Evolution education is improving, and ASCB helped

In my experience, few things provoke as consistent a reaction from biologists as the observation that some 40% of Americans believe that humans were created pretty much in their present form in the last 10,000 years.

“I can’t believe so many people still reject evolution” is a common response, often followed by “What the heck are biology teachers doing?” I understand this reaction—mine would have been much the same six years ago, when I became the executive director of the National Center for Science Education. “How hard can this be to fix?” I thought. Well, now I know.

Why do so many people reject evolution? Because some religious groups have taught their followers for years that accepting evolution and believing in God are mutually exclusive. Given a choice between their faith and a hard-to-understand abstract “theory,” many religious people choose faith.

What are biology teachers doing? Well, for the most part, they’re working their tails off with limited resources and often without the training to master and teach a topic that frequently provokes conflict with students, parents, and even colleagues.

And how hard can it be to fix? The answer to that is “plenty hard,” believe me. After all, there are over 50,000 high school biology teachers scattered through 15,000 local school districts in the United States, facing a wide panoply of challenges to which there’s no one-size-fits-all solution.

But there are signs that the dedicated work, over more than a decade, of a great many supporters of accurate evolution education, including ASCB, is paying off. There have been dramatic improvements in the way in which evolution is presented in public high school biology classrooms just over the last 12 years, according to a new rigorous national survey conducted by NCSE in collaboration with Eric Plutzer of Pennsylvania State University.

The survey was designed to replicate a similar national survey that Plutzer and his colleagues conducted in 2007. The earlier survey came on the heels of the landmark Kitzmiller v. Dover decision that declared that the teaching of intelligent design—creationism’s latest manifestation—was an unconstitutional violation of the separation of church and state. The legal battle was won, but the 2007 survey revealed that the situation in the classroom was far from perfect.

The NCSE/Penn State survey, conducted in 2019 and discussed in a paper recently published in Evolution: Education and Outreach, shows real, and impressive, progress. In 2007, a bare majority of public high school biology teachers—51%—emphasized the scientific consensus on evolution without giving any credence to creationism in their classrooms. In 2019, more than two-thirds of them—67%—did so.

At the same time, the proportion of teachers who exclusively endorsed creationism dropped from 8.6 to 5.6%. The proportion of teachers who avoided endorsing either evolution or creationism dropped from 18 to 15%. And the proportion of teachers who endorsed both evolution and creationism plunged from 23 to 12%.

Here’s more good news. The average number of hours devoted to general evolution rose from 9.8 in 2007 to 12.4 in 2019. And the average classroom time devoted to human evolution nearly doubled, from 4.1 to 7.7 hours.

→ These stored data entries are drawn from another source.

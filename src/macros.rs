//! Internal assertion macros.

/// Bounds assertion for the unchecked access paths.
///
/// Active in debug builds and whenever the `bounds-assert` feature is enabled;
/// compiled out of optimized builds otherwise.
macro_rules! bounds_assert {
    ($($arg:tt)*) => {
        if cfg!(any(debug_assertions, feature = "bounds-assert")) {
            assert!($($arg)*);
        }
    };
}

What explains these improvements? There are several factors, but one of them may surprise you. State science standards make a modest but significant difference. The Next Generation Science Standards, which are based on a National Research Council report and developed by a consortium of more than 20 states, were released in 2013. Currently, 20 states (plus the District of Columbia) have adopted the NGSS and another 24 have developed standards based on the same framework. In the NGSS, evolution is included as one of four disciplinary core ideas for the life sciences and is integrated into life sciences instruction beginning in kindergarten.

The inclusion of evolution in state standards results in the increased discussion of evolution in the classroom, directly and indirectly. Directly, topics in the standards are harder to avoid: The content of textbooks, statewide tests, and coursework for pre-service and in-service teachers is strongly affected by the content of the standards. Indirectly, when challenged over the teaching of evolution, teachers can point to the standards as requiring them to teach evolution. In communities where evolution is not widely accepted, such a shield is very important to teachers.

There is still a long way to go, to be sure. It is simply not acceptable that a third of U.S. public high school biology teachers continue to present evolution misleadingly!

At NCSE we are working with teacher ambassadors to provide their colleagues with evolution lessons that help students overcome misconceptions—for example, the false dichotomy between religion and science. And we will continue to work with our many supporting organizations, including ASCB, and the thousands of individual scientists who support us as members, to monitor local school boards and state legislatures, advocate for accurate science standards, and catalyze local action when the integrity of science education is threatened.

I’d like to say thank you to the members of ASCB for supporting an organization that supports us. And if you’re also an individual member of NCSE, thank you twice. We could not have achieved so much progress on evolution education without you.

The views and opinions expressed in this blog are the views of the author(s) and do not represent the official policy or position of ASCB.